__Work required__: Determine how many lines of the entries include the word "runcss", and report that number with no further text.

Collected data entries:
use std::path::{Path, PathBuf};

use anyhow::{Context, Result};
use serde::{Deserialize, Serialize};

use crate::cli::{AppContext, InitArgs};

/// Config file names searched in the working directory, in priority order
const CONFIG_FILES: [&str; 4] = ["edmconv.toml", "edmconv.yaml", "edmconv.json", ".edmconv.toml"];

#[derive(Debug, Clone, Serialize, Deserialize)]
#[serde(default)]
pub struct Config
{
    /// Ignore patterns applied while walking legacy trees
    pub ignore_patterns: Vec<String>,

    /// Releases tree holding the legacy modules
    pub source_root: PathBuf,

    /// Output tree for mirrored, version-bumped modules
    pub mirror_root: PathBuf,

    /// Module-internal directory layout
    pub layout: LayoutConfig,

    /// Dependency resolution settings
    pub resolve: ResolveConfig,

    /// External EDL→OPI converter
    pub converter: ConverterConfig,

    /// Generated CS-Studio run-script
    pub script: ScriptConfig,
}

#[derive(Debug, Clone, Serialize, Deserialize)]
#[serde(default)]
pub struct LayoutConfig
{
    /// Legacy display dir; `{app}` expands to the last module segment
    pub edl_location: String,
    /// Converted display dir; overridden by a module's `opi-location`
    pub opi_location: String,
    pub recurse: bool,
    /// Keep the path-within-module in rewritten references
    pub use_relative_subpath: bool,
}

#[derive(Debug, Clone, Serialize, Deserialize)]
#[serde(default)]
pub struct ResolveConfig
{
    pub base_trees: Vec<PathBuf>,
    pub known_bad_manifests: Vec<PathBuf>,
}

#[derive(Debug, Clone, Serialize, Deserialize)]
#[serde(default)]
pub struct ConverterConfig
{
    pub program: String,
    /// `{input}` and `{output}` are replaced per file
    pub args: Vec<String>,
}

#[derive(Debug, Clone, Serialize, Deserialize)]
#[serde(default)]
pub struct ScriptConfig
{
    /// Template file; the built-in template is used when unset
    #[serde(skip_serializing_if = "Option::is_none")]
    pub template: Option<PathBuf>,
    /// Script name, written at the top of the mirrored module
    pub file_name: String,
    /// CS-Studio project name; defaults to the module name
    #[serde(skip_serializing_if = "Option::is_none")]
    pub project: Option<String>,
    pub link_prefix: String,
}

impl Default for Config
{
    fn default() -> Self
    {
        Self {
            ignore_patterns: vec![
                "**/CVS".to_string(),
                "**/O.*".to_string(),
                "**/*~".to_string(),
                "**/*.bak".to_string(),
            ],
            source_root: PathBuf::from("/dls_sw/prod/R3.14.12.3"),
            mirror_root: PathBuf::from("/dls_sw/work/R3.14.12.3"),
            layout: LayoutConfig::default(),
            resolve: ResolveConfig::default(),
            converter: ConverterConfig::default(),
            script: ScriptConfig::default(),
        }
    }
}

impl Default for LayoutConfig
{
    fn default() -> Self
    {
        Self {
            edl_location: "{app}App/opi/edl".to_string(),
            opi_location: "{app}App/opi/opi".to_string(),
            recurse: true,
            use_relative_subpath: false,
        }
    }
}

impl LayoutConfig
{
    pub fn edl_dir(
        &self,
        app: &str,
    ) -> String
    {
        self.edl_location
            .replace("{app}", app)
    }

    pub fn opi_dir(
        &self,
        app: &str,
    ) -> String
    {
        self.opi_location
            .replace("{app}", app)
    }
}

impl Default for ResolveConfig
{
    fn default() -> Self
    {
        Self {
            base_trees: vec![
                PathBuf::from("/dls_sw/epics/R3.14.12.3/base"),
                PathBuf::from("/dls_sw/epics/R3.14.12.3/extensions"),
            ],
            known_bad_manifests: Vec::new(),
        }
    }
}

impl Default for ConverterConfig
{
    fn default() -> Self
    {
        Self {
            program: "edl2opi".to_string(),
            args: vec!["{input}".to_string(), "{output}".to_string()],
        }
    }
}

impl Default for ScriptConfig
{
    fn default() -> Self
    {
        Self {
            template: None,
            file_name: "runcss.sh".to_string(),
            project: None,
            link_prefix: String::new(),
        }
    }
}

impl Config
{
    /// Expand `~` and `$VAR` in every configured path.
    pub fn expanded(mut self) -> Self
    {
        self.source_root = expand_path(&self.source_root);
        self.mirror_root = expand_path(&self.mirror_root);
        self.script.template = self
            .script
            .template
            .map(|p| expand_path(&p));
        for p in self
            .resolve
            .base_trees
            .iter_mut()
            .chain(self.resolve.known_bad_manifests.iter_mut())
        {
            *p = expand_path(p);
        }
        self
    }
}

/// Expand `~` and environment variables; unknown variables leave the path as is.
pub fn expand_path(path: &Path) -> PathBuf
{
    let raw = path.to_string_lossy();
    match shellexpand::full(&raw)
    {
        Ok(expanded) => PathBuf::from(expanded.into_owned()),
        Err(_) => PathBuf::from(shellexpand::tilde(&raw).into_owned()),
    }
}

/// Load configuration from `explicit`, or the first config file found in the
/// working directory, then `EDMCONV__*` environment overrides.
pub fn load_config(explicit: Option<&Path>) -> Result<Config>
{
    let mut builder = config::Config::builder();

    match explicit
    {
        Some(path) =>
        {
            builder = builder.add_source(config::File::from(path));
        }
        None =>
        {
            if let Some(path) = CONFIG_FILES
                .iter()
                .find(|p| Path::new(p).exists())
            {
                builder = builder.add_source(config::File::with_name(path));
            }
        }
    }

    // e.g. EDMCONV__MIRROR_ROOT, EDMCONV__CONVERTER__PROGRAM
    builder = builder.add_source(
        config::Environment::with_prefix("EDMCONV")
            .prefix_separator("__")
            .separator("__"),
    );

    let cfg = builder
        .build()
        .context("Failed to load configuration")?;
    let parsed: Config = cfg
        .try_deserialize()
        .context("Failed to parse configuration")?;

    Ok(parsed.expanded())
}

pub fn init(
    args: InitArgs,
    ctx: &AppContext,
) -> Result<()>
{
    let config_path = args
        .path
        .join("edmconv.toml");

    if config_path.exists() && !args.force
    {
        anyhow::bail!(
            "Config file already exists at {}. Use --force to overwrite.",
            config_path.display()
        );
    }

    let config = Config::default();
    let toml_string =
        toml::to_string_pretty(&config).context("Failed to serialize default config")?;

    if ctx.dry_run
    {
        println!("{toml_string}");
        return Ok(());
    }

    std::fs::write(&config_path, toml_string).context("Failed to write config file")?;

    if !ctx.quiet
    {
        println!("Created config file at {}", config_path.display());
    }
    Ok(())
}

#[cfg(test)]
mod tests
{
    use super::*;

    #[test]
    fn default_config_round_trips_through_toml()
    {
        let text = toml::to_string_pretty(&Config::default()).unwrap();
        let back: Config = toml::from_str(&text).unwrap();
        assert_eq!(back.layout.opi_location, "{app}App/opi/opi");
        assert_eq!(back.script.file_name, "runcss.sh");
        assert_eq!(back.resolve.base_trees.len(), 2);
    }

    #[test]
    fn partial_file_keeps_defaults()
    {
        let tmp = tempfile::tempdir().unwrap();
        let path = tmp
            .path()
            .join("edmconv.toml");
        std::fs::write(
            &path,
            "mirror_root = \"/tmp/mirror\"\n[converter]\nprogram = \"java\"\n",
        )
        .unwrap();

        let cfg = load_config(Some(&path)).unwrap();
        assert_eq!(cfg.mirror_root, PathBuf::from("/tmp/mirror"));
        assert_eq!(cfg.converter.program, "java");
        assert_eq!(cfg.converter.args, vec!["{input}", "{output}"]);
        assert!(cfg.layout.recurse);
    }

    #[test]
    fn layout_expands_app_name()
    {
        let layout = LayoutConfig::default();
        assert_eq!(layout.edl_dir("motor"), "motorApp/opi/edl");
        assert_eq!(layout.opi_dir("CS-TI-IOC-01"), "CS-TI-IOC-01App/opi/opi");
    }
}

__Result for this exercise__: 2